What is “His Encouragement?”
Thursdays are always a really long day of the week for me. Since I’m a pastor, Sunday feels like the natural beginning to my week. By the time I get to Thursday, I am tired and drained. That’s why I’m excited to join with a group of blogging friends in order to offer you a weekly devotional which will be posted every Thursday. We are calling the series, “His Encouragement.”
It is my prayer that these words of encouragement inspired by scripture will help to carry you through the rest of your week My prayer is that this weekly series will be a much needed of reminder that God loves you.
Your steadfast love, O LORD, extends to the heavens, your faithfulness to the clouds.
Your righteousness is like the mighty mountains, your judgments are like the great deep; you save humans and animals alike,
O LORD. How precious is your steadfast love, O God! All people may take refuge in the shadow of your wings.
How Is It with Your Soul?
When one of my spiritual heroes in the faith, John Wesley, met with his friends and parishioners, he would ask them, “How is it with your soul?
Today, if someone were to ask my how is it with your soul, I would respond that I am both tired and hopeful.

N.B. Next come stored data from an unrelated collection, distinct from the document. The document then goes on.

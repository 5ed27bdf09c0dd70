/// lib.rs — MACD Indicator Engine
///
/// PriceSeries → EMA → MACD/SIGNAL → classifier → single-position simulator.
/// Everything below `models`, `strategy` and `backtest` is pure and I/O free;
/// `config` and `data` are the thin loading layer used by the CLI crate.

pub mod backtest;
pub mod config;
pub mod data;
pub mod error;
pub mod metrics;
pub mod models;
pub mod strategy;

pub use backtest::{simulate, DayRecord, Position, SimulationResult};
pub use error::{IndicatorError, SeriesError, SimulationError};
pub use models::*;
pub use strategy::classify;
/// models/ema.rs — Windowed Exponential Moving Average
///
/// ─────────────────────────────────────────────────────────────────────────
/// DEFINITION
/// ─────────────────────────────────────────────────────────────────────────
///
/// For a target index t and window length N:
///
///   α   = 2 / (N + 1)
///   x_i = value at index t − 1 − i,   i = 0..N   (N + 1 observations,
///                                                  most recent first,
///                                                  target itself excluded)
///   w_i = (1 − α)^i
///
///   EMA_N(t) = Σ x_i·w_i / Σ w_i
///
/// Every call is recomputed from its own fixed window; there is no recursive
/// state seeded from older history.
///
/// WARM-UP
///   t < WARM_UP (= SLOW_WINDOW + 1)  →  0.0  ("not yet meaningful")
///   The constant is shared by every window length.
///
/// LONG WINDOWS
///   A window reaching past row 0 is clipped there. Past warm-up at least
///   one row always remains and w_0 = 1, so Σ w_i ≥ 1.
///
/// DEGENERATE WINDOW
///   Σ w_i = 0 (empty window)  →  0.0. Kept as a guard; clipping means the
///   fixed windows never reach it.
/// ─────────────────────────────────────────────────────────────────────────

use chrono::NaiveDate;

use crate::error::{IndicatorError, IndicatorResult};
use crate::models::{IndicatorPoint, PriceSeries, WARM_UP};

/// Which column of an annotated series an EMA is taken over.
#[derive(Debug, Clone, Copy, PartialEq, Eq)]
pub enum EmaSource {
    /// Raw opening price
    Price,
    /// Already-computed MACD line (used for SIGNAL)
    Macd,
}

impl EmaSource {
    fn pick(self, point: &IndicatorPoint) -> f64 {
        match self {
            EmaSource::Price => point.open,
            EmaSource::Macd => point.macd,
        }
    }
}

/// EMA over a plain column of values at position `index`.
pub fn ema_at(values: &[f64], index: usize, window: usize) -> IndicatorResult<f64> {
    windowed(values.len(), index, window, |i| values[i])
}

/// EMA at `as_of` over the selected column of an annotated series.
///
/// # Errors
/// `InvalidDate` if `as_of` is absent, `InvalidParameter` if `window == 0`.
pub fn ema(
    points: &[IndicatorPoint],
    as_of: NaiveDate,
    window: usize,
    source: EmaSource,
) -> IndicatorResult<f64> {
    let index = points
        .binary_search_by_key(&as_of, |p| p.date)
        .map_err(|_| IndicatorError::InvalidDate(as_of))?;
    windowed(points.len(), index, window, |i| source.pick(&points[i]))
}

impl PriceSeries {
    /// EMA of the opening price at `as_of`.
    pub fn ema(&self, as_of: NaiveDate, window: usize) -> IndicatorResult<f64> {
        let index = self
            .index_of(as_of)
            .ok_or(IndicatorError::InvalidDate(as_of))?;
        let points = self.points();
        windowed(points.len(), index, window, |i| points[i].open)
    }
}

fn windowed<F>(len: usize, index: usize, window: usize, value_at: F) -> IndicatorResult<f64>
where
    F: Fn(usize) -> f64,
{
    if window == 0 {
        return Err(IndicatorError::InvalidParameter {
            name: "window",
            reason: "window length must be positive".into(),
        });
    }
    if index >= len {
        return Err(IndicatorError::IndexOutOfRange { index, len });
    }
    if index < WARM_UP {
        return Ok(0.0);
    }

    let alpha = 2.0 / (window as f64 + 1.0);
    let decay = 1.0 - alpha;
    // Windows longer than the available history are clipped at the first row.
    let start = index.saturating_sub(window.saturating_add(1));

    let mut top = 0.0;
    let mut bot = 0.0;
    for (i, idx) in (start..index).rev().enumerate() {
        let w = decay.powi(i as i32);
        top += value_at(idx) * w;
        bot += w;
    }

    if bot == 0.0 {
        return Ok(0.0);
    }
    Ok(top / bot)
}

I am drawing particular strength today from these beautiful verses verses from Psalm 36.
Friends, I am tired for many reasons. I’m sure that you may be tired as well. I thought that there would be some calm and quiet in my life now that the Christmas season has passed; however, January has been just as busy as December.
Please don’t think that I am complaining. I love my job and I love the little life that my family (a spouse and two fur babies) and I have made for ourselves in our little corner of Pennsylvania; however, fighting the good fight can at times be overwhelming.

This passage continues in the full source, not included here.